Narcissists are known for their intense sexual energy and desire to gain closeness through intimacy. As you probably know, they can be highly affectionate and charming when they want to be.
Narcissists avoid intimacy because its requirements trigger their underlying fear of abandonment. Their shortcomings pertaining to emotional instability and a crippling self-loathing aura, causes them to view intimacy through a perilous lens.
They have a genuine interest in finding a partner who is compatible with them and have no interest in misleading or exploiting anyone. Narcissists, on the other hand, want to fast-forward both emotional and physical intimacy as a way to win your trust and investment in them quickly.
Narcissists love to find partners who are self-sacrificing. Narcissists dont have any desire to focus on the victims needs. He/she needs a partner who is willing to have no needs, that way, he/she can always make sure only the narcissist is taken care of.
Narcissists thrive on getting attention, feeling special, and having control. He is an expert at getting an emotional reaction out of you – good or bad – because it makes him feel powerful and better than you.
For someone with narcissism, they fantasize about having unlimited power, success, beauty, and love. They see things in extremes. Everything is over the top and they deserve the best of everything. By having unlimited success, power, brilliance, or love, they can maintain the belief they are superior to others.
Narcissists are attracted to certain types of people. Rather than weak, vulnerable people, they tend to go for the strong-willed and talented. They are also attracted to people who reflect well on themselves.
In fact, narcissists are often attracted to strong, confident, and self-assured women. While this may seem counterintuitive, it is important to realize that the narcissistic traits of grandiosity and confidence are really a mask for deep insecurity.
The best way to shut down a narcissist is to walk away from them. If all else fails, you can physically remove yourself from the conversation. Even if they keep talking, simply turn around and walk away. If they follow you, close the door.
It's easy to be seduced by generosity, expressions of love, flattery, sex, romance, and promises of commitment. This is how narcissists manipulate you to achieve their aims. They brag about themselves in order to be admired, loved, and gratified. Codependents with low self-esteem are easy targets.
Manipulative people, like narcissists, can hook their victims in with a tactic called "love bombing." It's the stage of the relationship where they identify their target, then make them feel like the most special person in the world by showering them with compliments, affection, and gifts.
Clients with strong narcissistic personality traits can default into hypersexual, detached stimulating-seeking modes where they become involved in excessive sexual preoccupation: use of pornography, cyber-sexual relationships, prostitutes, affairs, underground sadomasochism clubs, or other types of eroticism.
It is a complicated mental illness centering on an individual's inflated sense of self-importance accompanied by a lack of empathy for other people. While this is an intimidating definition, narcissistic individuals can and do fall in love and commit to romantic involvements.
Cerebral Narcissists. As discussed earlier, the word somatic relates to the body. Therefore, somatic narcissists are obsessed with their physical appearance and weight, often securing self-worth from their body image. On the other hand, cerebral narcissists gain their sense of value from their intellect.
They get jealous about everything
They talk a good game, but narcissists actually have very low self-esteem. Low self-worth/confidence/esteem is at the core of a narcissism. This low sense of self naturally makes it extremely easy for them to become jealous – very jealous.
Thus, narcissists may pay special attention to their appearance, leading to observable manifestations such as matching, fashionable clothes, and a tidy, organized appearance. Another characteristic of narcissists that might affect their physical appearance is their desire to be the center of attention.
They will often deploy a variety of narcissistic relationship patterns such as manipulation, charismatic, and exploitational tactics in order to ensure that their own needs and wants are met. As a spouse, you may be the subject of their manipulation and abuse, while your partner treats everyone else positively.

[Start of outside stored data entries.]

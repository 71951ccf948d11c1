//! Errors from the storage layer.
use std::{error::Error, fmt::Display};

/// Error from the append-only log interface.
#[derive(Debug)]
pub enum LogError {
    // Inherited errors from std
    /// Error forwarded from std
    IO(::std::io::Error),

    // Other forwarded errors
    /// A record could not be serialized to JSON.
    Encode(::serde_json::Error),

    // My own errors from this crate
    /// An encoded record contained a line break and would span two lines.
    MultiLineRecord,
    /// A station id that cannot name a file inside the data directory.
    InvalidStationId(String),
    /// The global index file does not exist yet.
    MissingIndex,
    /// The global index file exists but holds no timestamps.
    EmptyIndex,
    /// The last index entry is older than the first one.
    InvertedWindow { start: i64, end: i64 },
}

impl Display for LogError {
    fn fmt(&self, f: &mut std::fmt::Formatter) -> Result<(), std::fmt::Error> {
        use crate::errors::LogError::*;

        match self {
            IO(err) => write!(f, "std lib io error: {}", err),

            Encode(err) => write!(f, "record encoding error: {}", err),

            MultiLineRecord => write!(f, "encoded record spans more than one line"),
            InvalidStationId(id) => write!(f, "invalid station id: {:?}", id),
            MissingIndex => write!(f, "global index file does not exist"),
            EmptyIndex => write!(f, "global index file holds no timestamps"),
            InvertedWindow { start, end } => {
                write!(f, "index window ends ({}) before it starts ({})", end, start)
            }
        }
    }
}

// Display already carries the wrapped error's message.
impl Error for LogError {}

impl From<::std::io::Error> for LogError {
    fn from(err: ::std::io::Error) -> LogError {
        LogError::IO(err)
    }
}

impl From<::serde_json::Error> for LogError {
    fn from(err: ::serde_json::Error) -> LogError {
        LogError::Encode(err)
    }
}
use batchcast::config::OrderMode;
use batchcast_cli::load_config::load_config;
use serial_test::serial;
use std::env;
use std::fs::write;
use std::path::PathBuf;
use std::time::Duration;
use tempfile::NamedTempFile;

fn config_file(yaml: &str) -> NamedTempFile {
    let file = NamedTempFile::new().expect("temp file");
    write(file.path(), yaml).unwrap();
    file
}

/// A full config maps every section onto the engine config and picks up the webhook from env.
#[test]
#[serial]
fn test_load_config_full_file_with_env_webhook() {
    let file = config_file(
        r#"
paths:
  pending_dir: ./tmp/media
  archive_dir: ./tmp/archive
batch:
  images_per_batch: 5
  videos_per_batch: 2
  max_upload_size_mb: 8
  archive_retention_days: 10
  selection_order: name
  image_extensions: [PNG, .jpg]
schedule:
  enabled: false
  hour: 6
  minute: 30
delivery:
  timeout_secs: 15
"#,
    );
    env::set_var("BATCHCAST_WEBHOOK_URL", "https://hooks.example/abc");

    let config = load_config(file.path()).expect("Config should load");

    assert_eq!(config.batch.pending_dir, PathBuf::from("./tmp/media"));
    assert_eq!(config.batch.archive_dir, PathBuf::from("./tmp/archive"));
    assert_eq!(config.batch.history_file, PathBuf::from("upload_history.json"));
    assert_eq!(config.batch.images_per_batch, 5);
    assert_eq!(config.batch.videos_per_batch, 2);
    assert_eq!(config.batch.max_upload_bytes(), 8 * 1024 * 1024);
    assert_eq!(config.batch.archive_retention_days, 10);
    assert_eq!(config.batch.selection_order, OrderMode::Name);
    assert!(config.batch.extensions.images.contains(".png"));
    assert!(!config.batch.extensions.images.contains(".gif"));
    assert!(config.batch.extensions.videos.contains(".mp4"));
    assert_eq!(config.batch.delivery_timeout, Duration::from_secs(15));
    let schedule = config.schedule.expect("schedule section");
    assert!(!schedule.enabled);
    assert_eq!(schedule.time_label(), "06:30");
    assert_eq!(config.webhook_url.as_deref(), Some("https://hooks.example/abc"));

    env::remove_var("BATCHCAST_WEBHOOK_URL");
}

/// An empty file is valid and yields the engine defaults.
#[test]
#[serial]
fn test_load_config_empty_file_uses_defaults() {
    let file = config_file("");
    env::remove_var("BATCHCAST_WEBHOOK_URL");

    let config = load_config(file.path()).expect("Empty config should load");

    assert_eq!(config.batch.images_per_batch, 3);
    assert_eq!(config.batch.videos_per_batch, 7);
    assert_eq!(config.batch.max_upload_size_mb, 25);
    assert_eq!(config.batch.archive_retention_days, 3);
    assert_eq!(config.batch.selection_order, OrderMode::Random);
    assert_eq!(config.batch.delivery_timeout, Duration::from_secs(120));
    assert!(config.schedule.is_none());
    assert!(config.webhook_url.is_none());
}

/// Unknown order modes fall back to random instead of failing the load.
#[test]
#[serial]
fn test_load_config_unknown_order_falls_back_to_random() {
    let file = config_file("batch:\n  selection_order: shuffled\n");

    let config = load_config(file.path()).expect("Config should load");

    assert_eq!(config.batch.selection_order, OrderMode::Random);
}

#[test]
#[serial]
fn test_load_config_rejects_invalid_schedule() {
    let file = config_file("schedule:\n  enabled: true\n  hour: 30\n  minute: 0\n");

    let err = load_config(file.path()).unwrap_err();

    assert!(err.to_string().contains("Invalid schedule"));
}

#[test]
#[serial]
fn test_load_config_errors_on_malformed_yaml() {
    let file = config_file("batch: [unterminated\n");

    assert!(load_config(file.path()).is_err());
}

#[test]
#[serial]
fn test_load_config_errors_on_missing_file() {
    let err = load_config("/definitely/not/here/batchcast.yaml").unwrap_err();

    assert!(err.to_string().contains("Failed to read config file"));
}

Narcissists often use money as a tool for punishment. They may reward you financially when you do what they want, and then withhold money when they feel vindictive. This can feel unsafe, degrading and confusing.
Narcissists' sexual preferences are often very specific. In bed, the narcissist may have very explicit ideas about what their partner should do or even say. They want the narrative to play out in a certain way, and they don't have patience for changes to the script.
Narcissists are known for being good in bed. They tend to be voracious and seemingly attentive lovers. Especially at the beginning of the relationship, your partner might want to have sex all the time because you're just so irresistible or they find sex with you so amazing.
Interestingly people who are more narcissistic are seemingly looking for characters they can relate to, which is what they find in reality TV, sports, political talk shows and thrillers. The authors of the research found that on the other hand people who watch the news appeared to score lower on a test of narcissism.
Grandiose sense of self-importance
Grandiosity is the defining characteristic of narcissism. More than just arrogance or vanity, grandiosity is an unrealistic sense of superiority. Narcissists believe they are unique or “special” and can only be understood by other special people.